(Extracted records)
=== Begin Enclosure ===

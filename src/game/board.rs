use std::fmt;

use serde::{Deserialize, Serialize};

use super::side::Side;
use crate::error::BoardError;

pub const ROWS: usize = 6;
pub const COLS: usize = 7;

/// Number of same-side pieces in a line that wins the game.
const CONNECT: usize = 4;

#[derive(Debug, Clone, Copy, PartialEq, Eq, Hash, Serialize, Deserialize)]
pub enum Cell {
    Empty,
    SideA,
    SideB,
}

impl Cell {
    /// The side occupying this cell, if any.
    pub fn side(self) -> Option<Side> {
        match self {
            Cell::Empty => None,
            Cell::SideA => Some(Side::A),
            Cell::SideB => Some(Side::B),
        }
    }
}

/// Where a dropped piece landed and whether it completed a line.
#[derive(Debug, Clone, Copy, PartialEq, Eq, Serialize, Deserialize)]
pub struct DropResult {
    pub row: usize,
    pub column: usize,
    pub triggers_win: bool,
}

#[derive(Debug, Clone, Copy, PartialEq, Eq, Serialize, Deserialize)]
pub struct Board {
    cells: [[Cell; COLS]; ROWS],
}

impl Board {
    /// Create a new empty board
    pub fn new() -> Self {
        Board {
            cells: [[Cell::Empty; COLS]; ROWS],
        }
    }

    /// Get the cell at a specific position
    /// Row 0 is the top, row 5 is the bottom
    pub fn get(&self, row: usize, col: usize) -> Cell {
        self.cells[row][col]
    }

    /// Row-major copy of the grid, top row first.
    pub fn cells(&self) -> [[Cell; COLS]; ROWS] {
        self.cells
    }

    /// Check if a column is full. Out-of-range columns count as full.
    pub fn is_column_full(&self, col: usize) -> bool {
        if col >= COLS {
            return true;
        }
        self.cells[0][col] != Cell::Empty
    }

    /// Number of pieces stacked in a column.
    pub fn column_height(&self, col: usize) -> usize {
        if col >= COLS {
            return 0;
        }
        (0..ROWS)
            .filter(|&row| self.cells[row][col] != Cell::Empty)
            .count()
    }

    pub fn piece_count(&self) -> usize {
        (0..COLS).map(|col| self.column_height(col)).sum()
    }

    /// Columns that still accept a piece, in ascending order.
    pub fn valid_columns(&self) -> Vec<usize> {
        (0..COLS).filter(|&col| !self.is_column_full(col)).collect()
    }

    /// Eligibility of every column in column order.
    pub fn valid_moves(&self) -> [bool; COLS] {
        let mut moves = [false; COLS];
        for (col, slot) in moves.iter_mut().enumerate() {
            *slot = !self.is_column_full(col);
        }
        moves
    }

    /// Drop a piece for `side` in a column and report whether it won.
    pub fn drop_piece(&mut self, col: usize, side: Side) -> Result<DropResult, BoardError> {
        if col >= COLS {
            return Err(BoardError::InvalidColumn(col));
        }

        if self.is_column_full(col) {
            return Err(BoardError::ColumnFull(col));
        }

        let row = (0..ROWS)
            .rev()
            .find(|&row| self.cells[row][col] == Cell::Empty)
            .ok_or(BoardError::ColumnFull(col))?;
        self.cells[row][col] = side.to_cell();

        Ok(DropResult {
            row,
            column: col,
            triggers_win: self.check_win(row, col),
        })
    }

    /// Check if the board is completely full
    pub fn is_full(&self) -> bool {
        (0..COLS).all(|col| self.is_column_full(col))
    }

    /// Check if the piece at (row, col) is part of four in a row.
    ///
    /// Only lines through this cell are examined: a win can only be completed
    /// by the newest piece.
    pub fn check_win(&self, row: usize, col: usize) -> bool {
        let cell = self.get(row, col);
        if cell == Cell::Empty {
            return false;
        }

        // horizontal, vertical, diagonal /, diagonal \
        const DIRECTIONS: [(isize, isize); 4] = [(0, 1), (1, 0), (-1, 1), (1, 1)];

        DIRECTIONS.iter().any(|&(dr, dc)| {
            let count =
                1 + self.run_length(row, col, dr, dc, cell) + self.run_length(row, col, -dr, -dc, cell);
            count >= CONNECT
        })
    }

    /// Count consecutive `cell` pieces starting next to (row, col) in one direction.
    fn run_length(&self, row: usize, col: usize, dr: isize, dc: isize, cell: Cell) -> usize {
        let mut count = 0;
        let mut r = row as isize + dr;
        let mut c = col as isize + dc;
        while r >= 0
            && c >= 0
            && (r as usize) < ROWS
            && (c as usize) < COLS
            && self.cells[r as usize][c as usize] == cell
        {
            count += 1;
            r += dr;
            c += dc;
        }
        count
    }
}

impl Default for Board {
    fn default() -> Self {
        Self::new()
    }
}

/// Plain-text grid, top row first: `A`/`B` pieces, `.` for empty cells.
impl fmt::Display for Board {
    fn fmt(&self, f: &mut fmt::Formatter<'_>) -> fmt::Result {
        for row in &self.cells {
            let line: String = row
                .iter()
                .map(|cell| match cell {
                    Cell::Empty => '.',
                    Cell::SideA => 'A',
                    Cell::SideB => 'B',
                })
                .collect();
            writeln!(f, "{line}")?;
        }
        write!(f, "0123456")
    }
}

=== End Enclosure ===

• Work to complete: Where the word "SideB" appears in a line of the entries, copy that line.

• Exercise output:
    SideB,
            Cell::SideB => Some(Side::B),
                    Cell::SideB => 'B',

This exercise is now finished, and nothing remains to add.